▸ Exercise description: The string "usize" may appear on lines of the entries below; report how many such lines there are, and only that.

▸ Given information:
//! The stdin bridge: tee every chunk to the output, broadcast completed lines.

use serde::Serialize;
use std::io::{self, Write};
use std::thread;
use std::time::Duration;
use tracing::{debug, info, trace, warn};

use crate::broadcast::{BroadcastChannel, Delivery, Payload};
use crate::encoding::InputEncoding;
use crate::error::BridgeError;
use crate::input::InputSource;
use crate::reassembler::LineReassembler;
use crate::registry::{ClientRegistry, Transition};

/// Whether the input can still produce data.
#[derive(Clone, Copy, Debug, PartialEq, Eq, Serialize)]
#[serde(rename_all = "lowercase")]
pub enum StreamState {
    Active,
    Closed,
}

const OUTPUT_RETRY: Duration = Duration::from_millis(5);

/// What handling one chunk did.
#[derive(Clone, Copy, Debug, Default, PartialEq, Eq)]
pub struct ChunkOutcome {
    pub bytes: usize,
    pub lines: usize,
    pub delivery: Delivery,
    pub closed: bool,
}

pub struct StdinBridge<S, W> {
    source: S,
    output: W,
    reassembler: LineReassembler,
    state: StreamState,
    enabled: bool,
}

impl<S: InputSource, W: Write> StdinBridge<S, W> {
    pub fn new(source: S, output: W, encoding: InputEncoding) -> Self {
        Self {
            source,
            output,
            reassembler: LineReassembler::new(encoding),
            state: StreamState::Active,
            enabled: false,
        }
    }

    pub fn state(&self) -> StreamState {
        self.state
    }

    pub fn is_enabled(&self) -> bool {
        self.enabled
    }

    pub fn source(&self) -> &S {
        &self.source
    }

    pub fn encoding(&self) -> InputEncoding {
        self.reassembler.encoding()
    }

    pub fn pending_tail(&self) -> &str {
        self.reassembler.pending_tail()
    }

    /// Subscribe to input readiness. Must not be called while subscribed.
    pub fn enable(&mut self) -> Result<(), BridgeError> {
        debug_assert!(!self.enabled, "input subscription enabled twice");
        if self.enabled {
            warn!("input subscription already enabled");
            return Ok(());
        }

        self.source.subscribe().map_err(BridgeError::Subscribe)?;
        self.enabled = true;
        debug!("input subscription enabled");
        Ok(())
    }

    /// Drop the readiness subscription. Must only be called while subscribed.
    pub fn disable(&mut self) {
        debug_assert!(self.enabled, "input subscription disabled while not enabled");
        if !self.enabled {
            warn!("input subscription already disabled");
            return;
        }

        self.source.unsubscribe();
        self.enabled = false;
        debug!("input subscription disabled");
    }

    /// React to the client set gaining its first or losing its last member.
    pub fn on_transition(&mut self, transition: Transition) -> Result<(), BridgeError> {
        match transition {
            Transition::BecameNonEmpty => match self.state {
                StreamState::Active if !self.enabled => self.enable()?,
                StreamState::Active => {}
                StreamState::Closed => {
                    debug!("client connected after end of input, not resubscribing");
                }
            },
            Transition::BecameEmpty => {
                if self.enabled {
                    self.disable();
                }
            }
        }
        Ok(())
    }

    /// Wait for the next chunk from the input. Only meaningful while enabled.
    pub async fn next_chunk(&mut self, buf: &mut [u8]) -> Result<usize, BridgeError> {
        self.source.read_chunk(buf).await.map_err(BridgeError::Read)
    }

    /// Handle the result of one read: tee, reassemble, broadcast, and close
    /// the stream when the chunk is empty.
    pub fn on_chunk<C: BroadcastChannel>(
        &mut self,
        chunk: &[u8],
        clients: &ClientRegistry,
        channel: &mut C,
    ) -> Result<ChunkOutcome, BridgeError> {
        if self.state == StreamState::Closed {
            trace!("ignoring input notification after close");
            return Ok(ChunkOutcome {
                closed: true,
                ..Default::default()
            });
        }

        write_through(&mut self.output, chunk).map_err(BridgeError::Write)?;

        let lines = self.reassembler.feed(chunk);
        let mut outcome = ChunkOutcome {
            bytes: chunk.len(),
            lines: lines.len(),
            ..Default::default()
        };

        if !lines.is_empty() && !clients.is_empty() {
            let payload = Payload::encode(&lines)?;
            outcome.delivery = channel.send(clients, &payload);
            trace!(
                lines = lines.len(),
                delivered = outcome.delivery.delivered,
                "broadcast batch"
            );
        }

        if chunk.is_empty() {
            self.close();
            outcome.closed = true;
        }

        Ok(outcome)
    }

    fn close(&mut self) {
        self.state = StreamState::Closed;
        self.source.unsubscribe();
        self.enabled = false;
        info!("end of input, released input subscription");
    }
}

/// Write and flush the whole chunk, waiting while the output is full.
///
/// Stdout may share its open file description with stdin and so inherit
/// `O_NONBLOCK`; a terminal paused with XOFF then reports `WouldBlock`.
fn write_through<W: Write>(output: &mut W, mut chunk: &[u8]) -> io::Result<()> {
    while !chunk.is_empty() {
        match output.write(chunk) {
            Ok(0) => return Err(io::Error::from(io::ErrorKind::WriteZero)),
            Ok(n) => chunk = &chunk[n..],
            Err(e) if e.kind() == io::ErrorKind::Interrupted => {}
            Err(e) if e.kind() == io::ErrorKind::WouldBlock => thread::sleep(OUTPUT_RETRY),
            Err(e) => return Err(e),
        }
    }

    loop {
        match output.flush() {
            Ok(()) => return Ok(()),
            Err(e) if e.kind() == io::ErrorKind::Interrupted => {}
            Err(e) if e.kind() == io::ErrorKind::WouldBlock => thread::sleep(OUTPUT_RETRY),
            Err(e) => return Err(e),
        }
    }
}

▸ Answer section: 3